/Stock-Price-Prediction

A system that helps the user to discover the future value of company stocks.

Primary LanguageJupyter Notebook

Stock Price Prediction

Stock Price Prediction is the process of predicting the future value of a stock traded on a stock exchange for reaping profits.This system helps the user to discover the future value of company stocks.

Libraries:

  • Pandas support multiple file-formats.
  • Other libraries, such as Scipy and Scikit-learn are used for statistical modeling, mathematical algorithms, machine learning, and data mining.
  • Matplotlib, seaborn, and vispy are packages for data visualization and graphical analysis

Deployment:

  • Deployed using Streamlit which is an open source app framework in Python language. It helps us create web apps for data science and machine learning in a short time.
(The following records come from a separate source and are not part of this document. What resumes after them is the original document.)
//! Greedy word-to-caption packing.

use serde::{Deserialize, Serialize};
use tracing::debug;
use vedit_models::{SubtitleEntry, TranscriptionSegment, WordTiming};

/// Default maximum caption line length, characters.
pub const DEFAULT_MAX_CHARS_PER_LINE: usize = 42;

/// Default maximum caption duration, seconds.
pub const DEFAULT_MAX_DURATION_SECS: f64 = 5.0;

/// Packing limits for the subtitle segmenter.
#[derive(Debug, Clone, Copy, PartialEq, Serialize, Deserialize)]
pub struct SubtitleOptions {
    /// Maximum characters per caption line
    #[serde(default = "default_max_chars_per_line")]
    pub max_chars_per_line: usize,
    /// Maximum caption duration in seconds
    #[serde(default = "default_max_duration")]
    pub max_duration: f64,
}

fn default_max_chars_per_line() -> usize {
    DEFAULT_MAX_CHARS_PER_LINE
}

fn default_max_duration() -> f64 {
    DEFAULT_MAX_DURATION_SECS
}

impl Default for SubtitleOptions {
    fn default() -> Self {
        Self {
            max_chars_per_line: DEFAULT_MAX_CHARS_PER_LINE,
            max_duration: DEFAULT_MAX_DURATION_SECS,
        }
    }
}

/// Pack word-timestamped transcript segments into caption entries.
///
/// Within each segment, consecutive words accumulate greedily into one
/// entry; the entry closes before a word that would push the text past
/// `max_chars_per_line` or the entry past `max_duration`, and that word
/// starts the next entry. Segments without word-level timestamps cannot be
/// packed and are skipped (a defined no-op, not an error). Output preserves
/// segment order and within-segment word order.
pub fn pack_segments(
    segments: &[TranscriptionSegment],
    options: &SubtitleOptions,
) -> Vec<SubtitleEntry> {
    let mut entries = Vec::new();
    let mut skipped = 0usize;

    for segment in segments {
        match &segment.words {
            Some(words) if !words.is_empty() => pack_words(words, options, &mut entries),
            _ => skipped += 1,
        }
    }

    if skipped > 0 {
        debug!(
            skipped,
            total = segments.len(),
            "Segments without word timing skipped"
        );
    }

    entries
}

fn pack_words(words: &[WordTiming], options: &SubtitleOptions, entries: &mut Vec<SubtitleEntry>) {
    let mut current: Option<SubtitleEntry> = None;

    for word in words {
        match current.as_mut() {
            None => current = Some(entry_from_word(word)),
            Some(entry) => {
                let candidate_len = entry.text.chars().count() + 1 + word.word.chars().count();
                let over_length = candidate_len > options.max_chars_per_line;
                let over_duration = word.end - entry.start > options.max_duration;

                if over_length || over_duration {
                    entries.push(current.take().unwrap_or_else(|| entry_from_word(word)));
                    current = Some(entry_from_word(word));
                } else {
                    entry.text.push(' ');
                    entry.text.push_str(&word.word);
                    entry.end = word.end;
                }
            }
        }
    }

    if let Some(entry) = current {
        entries.push(entry);
    }
}

fn entry_from_word(word: &WordTiming) -> SubtitleEntry {
    SubtitleEntry {
        start: word.start,
        end: word.end,
        text: word.word.clone(),
    }
}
It is compatible with major Python libraries such as scikit-learn, Keras, PyTorch, SymPy(latex), NumPy, pandas, Matplotlib etc.

Glimpse of Website:

Sources of the datasets:

https://finance.yahoo.com/

This dataset comprises of following variables:

  • Date: A date is a particular day of the month.
  • Open: It is the price at which the financial security opens in the market when trading begins.
  • High: Today's high refers to a security's intraday highest trading price.
  • Low: The low is the minimum price of a stock in a period, while high is the maximum value reached by the stock in the same period.
  • Close: The close is a reference to the end of a trading session in the financial markets when the markets close for the day.
  • Volume: In capital markets, volume, or trading volume, is the amount of a security that was traded during a given period of time.